Den Wind ernten

Die Binnenwindanlagen der Zukunft

Modell des Bendix-Windrad
Kaum ein Thema wird derzeit so heiß gehandelt wie das um erneuerbare Energien, ihren schnellstmöglichen Ausbau auf mehr Flächen, um Unabhängigkeit der Energieversorgung von anderen Ländern und den Kampf gegen den Klimawandel. Der Wirbel um Wind gibt dabei nicht zuletzt der beventum GmbH, Tochter der SPRIND, Auftrieb.

Ausgangspunkt für ihre Gründung im Dezember 2020 waren die jahrzehntelangen Arbeiten an einer Höhenwindanlage von Horst Bendix, einem Ur-Leipziger, der viele Jahre lang Technik- und Forschungschef beim Leipziger Schwermaschinenbauer Kirow gewesen war, zudem auch Hochschul-Professor und Berater in Ingenieurdingen, enthusiastischer Maschinenbauer und Erfinder. Mit insgesamt 60 Neu- und Weiterentwicklungen auf dem Gebiet der Fördertechnik und des Schwermaschinenbaus war er in internationalen Wettbewerben erfolgreich – und lancierte mit seiner Einreichung sein Herzensprojekt bei der SPRIND.
Unterlagen zur Windanlage
Horst Bendix

Je höher Windräder sind, desto effizienter arbeiten sie, weil der Wind in der Höhe deutlich stetiger ist und stärker weht. Warum baut man sie dann nicht einfach höher?

Horst Bendix
Angestoßen durch Prof. Bendix hat sich mit dieser Frage das inzwischen auf über zehn Mitarbeiter:innen angewachsene Team der beventum beschäftigt. Die Antwort lautet im Wesentlichen: Es hat sich noch niemand getraut. Bis jetzt: Die beventum hat inzwischen drei vielversprechende Konzepte validiert – und will nun den Versuch wagen, das weltweit erste Höhenwindrad zu bauen. Derzeit sucht das junge Unternehmen Partner aus, die den über 350 Meter hohen Prototypen errichten.

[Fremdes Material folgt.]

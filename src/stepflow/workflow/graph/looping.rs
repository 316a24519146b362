// SPDX-License-Identifier: MIT

//! Loop controller
//!
//! Decides, on each arrival at a `loop` node, whether to enter the body again
//! or leave. The iteration counter lives in the run context under
//! `iterationRecord.<loopId>`; the executor writes it back after a decision.

use serde_json::{json, Value};

use super::types::{BRANCH_CONTINUE, BRANCH_EXIT};
use crate::adk::error::EvaluationError;
use crate::stepflow::workflow::expression::{branch_truth, Expression};
use crate::stepflow::workflow::state::{ExecutionState, IterationRecord};

/// Why a loop was left
#[derive(Debug, Clone, Copy, PartialEq, Eq)]
pub enum ExitReason {
    /// The continuation expression came out false
    ConditionFalse,
    /// `maxIterations` continues were already taken
    LimitReached,
}

/// Outcome of one arrival at a loop node
#[derive(Debug, Clone, Copy, PartialEq, Eq)]
pub enum LoopDecision {
    /// Enter the body; `iteration` is the new 1-based count
    Continue { iteration: u64 },
    Exit { iteration: u64, reason: ExitReason },
}

impl LoopDecision {
    pub fn branch(&self) -> &'static str {
        match self {
            LoopDecision::Continue { .. } => BRANCH_CONTINUE,
            LoopDecision::Exit { .. } => BRANCH_EXIT,
        }
    }

    pub fn iteration(&self) -> u64 {
        match self {
            LoopDecision::Continue { iteration } | LoopDecision::Exit { iteration, .. } => *iteration,
        }
    }

    /// Step result recorded for the loop node
    pub fn to_result(&self) -> Value {
        json!({ "branch": self.branch(), "iteration": self.iteration() })
    }

    /// Record to store after this decision
    pub fn record(&self, max_iterations: u64) -> IterationRecord {
        IterationRecord {
            iteration: self.iteration(),
            max_iterations,
        }
    }
}

/// Decide continue vs. exit for the loop `loop_id`.
///
/// The limit is checked before the continuation expression, so a loop never
/// takes `continue` more than `max_iterations` times whatever its body does.
pub fn decide(
    loop_id: &str,
    max_iterations: u64,
    condition: Option<&Expression>,
    state: &ExecutionState,
) -> Result<LoopDecision, EvaluationError> {
    let iteration = state
        .iteration_record(loop_id)
        .map(|r| r.iteration)
        .unwrap_or(0);

    if iteration >= max_iterations {
        log::info!(
            "Loop {} reached its limit of {} iterations, exiting",
            loop_id,
            max_iterations
        );
        return Ok(LoopDecision::Exit {
            iteration,
            reason: ExitReason::LimitReached,
        });
    }

    if let Some(expression) = condition {
        let value = expression.evaluate(state)?;
        if !branch_truth(&value) {
            log::debug!("Loop {} condition is {} after {} iterations", loop_id, value, iteration);
            return Ok(LoopDecision::Exit {
                iteration,
                reason: ExitReason::ConditionFalse,
            });
        }
    }

    Ok(LoopDecision::Continue {
        iteration: iteration + 1,
    })
}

Das Mehr an Wind in der Höhe senkt die Stromgestehungskosten im Vergleich zu herkömmlichen Windrädern in vergleichbaren Windzonen, sodass sich der höhere Aufwand für den Bau mehr als lohnt. Die Vision ist es, diese Höhenwindräder, die etwa doppelt so groß sind wie bisherige Windräder, als zweite Ebene in die bestehenden Windparks zu integrieren. Zusätzlich können und sollen Höhenwindräder zur innovativsten, wirtschaftlichsten und schnellsten Lösung der Neuausrichtung der ehemaligen Braunkohlereviere werden. Sowohl die laufenden Reviere in Sachsen und Nordrhein-Westfalen als auch die ehemaligen in Sachsen-Anhalt und Brandenburg können so ganz realistisch zu windenergiebasierten Innovations- und Produktionsregionen werden und bekunden teilweise selbst schon ihr Interesse daran gegenüber der beventum. Außerdem wird für die Produktion von „Grünem Wasserstoff“, wie von der Bundesregierung geplant, der Bedarf an regionalem und nachhaltigem Strom stark steigen.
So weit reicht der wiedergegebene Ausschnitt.